Anyway, in the spirit of Einstein, the lower Snake River dams kill salmon and cause the river system to be unable to adequately deal with its sediment load, which means the lower Snake River dams also threaten the city of Lewiston, Idaho and to some extent parts of Clarkston, Washington. Rather than end the threat to wild salmon and flooding of two fairly decent sized towns, the Corps wants to move sediment around for a very long time at a high cost to taxpayers at a time when barging is nearing collapse on the lower Snake River due to factors far beyond sediment loads making parts of the channel nine feet rather than 14. Not to mention this plan is made to comply with the federal Biop, which was declared illegal. I think that covers it.
Anyway, I'm not in the mood to rip 1,500 pages apart and besides I thought you ought to read the documents on your own and maybe make your way to Lewiston next week. Below I have attached all the documents that you can also get to by clicking the link in the IRU message below.
Here's a note from Idaho Rivers United that I received, which will give you the meeting times that you may want to attend.
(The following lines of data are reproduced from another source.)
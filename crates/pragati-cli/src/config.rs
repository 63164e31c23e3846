//! Optional CLI configuration from `pragati.toml` in the working directory.
//!
//! ```toml
//! db_path = "/var/lib/pragati/pragati.sqlite3"
//! default_actor = "dc-mumbai"
//! ```
//!
//! Both keys are optional; flags and environment variables always win.

use anyhow::{Context, Result};
use serde::{Deserialize, Serialize};
use std::path::{Path, PathBuf};

/// Name of the config file searched in the working directory.
pub const CONFIG_FILE: &str = "pragati.toml";

#[derive(Debug, Clone, Default, Serialize, Deserialize)]
#[serde(default)]
pub struct CliConfig {
    pub db_path: Option<PathBuf>,
    pub default_actor: Option<String>,
}

impl CliConfig {
    /// Load from `dir/pragati.toml`, returning defaults when the file does
    /// not exist.
    pub fn load(dir: &Path) -> Result<Self> {
        let path = dir.join(CONFIG_FILE);
        if !path.exists() {
            return Ok(Self::default());
        }
        let text = std::fs::read_to_string(&path)
            .with_context(|| format!("read config {}", path.display()))?;
        toml::from_str(&text).with_context(|| format!("parse config {}", path.display()))
    }
}
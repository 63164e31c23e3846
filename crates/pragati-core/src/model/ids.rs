//! Opaque, stable identifiers for every persisted entity.
//!
//! Ids are plain strings at the storage boundary (the original records carry
//! UUIDs), wrapped in per-entity newtypes so a `ProjectId` can never be
//! passed where a `ProfileId` belongs. `generate()` mints a fresh v4 UUID for
//! records created through the engine.

use serde::{Deserialize, Serialize};
use std::fmt;
use uuid::Uuid;

macro_rules! entity_id {
    ($(#[$doc:meta])* $name:ident) => {
        $(#[$doc])*
        #[derive(
            Debug, Clone, PartialEq, Eq, PartialOrd, Ord, Hash, Serialize, Deserialize,
        )]
        #[serde(transparent)]
        pub struct $name(String);

        impl $name {
            /// Wrap an existing stored id.
            #[must_use]
            pub fn new(id: impl Into<String>) -> Self {
                Self(id.into())
            }

            /// Mint a fresh random id.
            #[must_use]
            pub fn generate() -> Self {
                Self(Uuid::new_v4().to_string())
            }

            #[must_use]
            pub fn as_str(&self) -> &str {
                &self.0
            }
        }

        impl fmt::Display for $name {
            fn fmt(&self, f: &mut fmt::Formatter<'_>) -> fmt::Result {
                f.write_str(&self.0)
            }
        }

        impl From<&str> for $name {
            fn from(id: &str) -> Self {
                Self(id.to_string())
            }
        }
    };
}

entity_id!(
    /// Identifies a [`super::Profile`].
    ProfileId
);
entity_id!(
    /// Identifies a [`super::Project`].
    ProjectId
);
entity_id!(
    /// Identifies an [`super::Alert`].
    AlertId
);
entity_id!(
    /// Identifies a [`super::Feedback`] entry.
    FeedbackId
);
entity_id!(
    /// Identifies a [`super::FundUpdate`].
    FundUpdateId
);
entity_id!(
    /// Identifies a [`super::Communication`].
    CommunicationId
);
entity_id!(
    /// Identifies an [`super::ImageUpdate`].
    ImageUpdateId
);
"The Army Corps of Engineers in December released a 1,500-page environmental study detailing measures it plans to implement to remove sediment from the lower Snake River corridor and, in particular, from the reservoir behind Lower Granite Dam. At a cost of $3.2 million per year and almost $20,000 per barge navigating the lower Snake River, it's an extremely expensive proposition and bad news for our salmon and steelhead.
On Thursday, Jan. 24, the Corps will host an open house in Lewiston to answer questions about the plan, but we're writing you today to invite you to also join IRU and other conservation interests at a short meeting before the Corps' open house. We'll get into some of the details about why we're concerned.
What: Open house on Army Corps' Programmatic Sediment Management Plan.
Where: The Cafe Sage, 1303 Main St., Lewiston
When: Thursday, Jan. 24, from 4-5 p.m.
The Corps meeting will follow and will be held in the Williams Conference Center at Lewis and Clark State College. It will begin at 5:30 p.m. A comment period on the Corps' study is scheduled to close Feb. 8."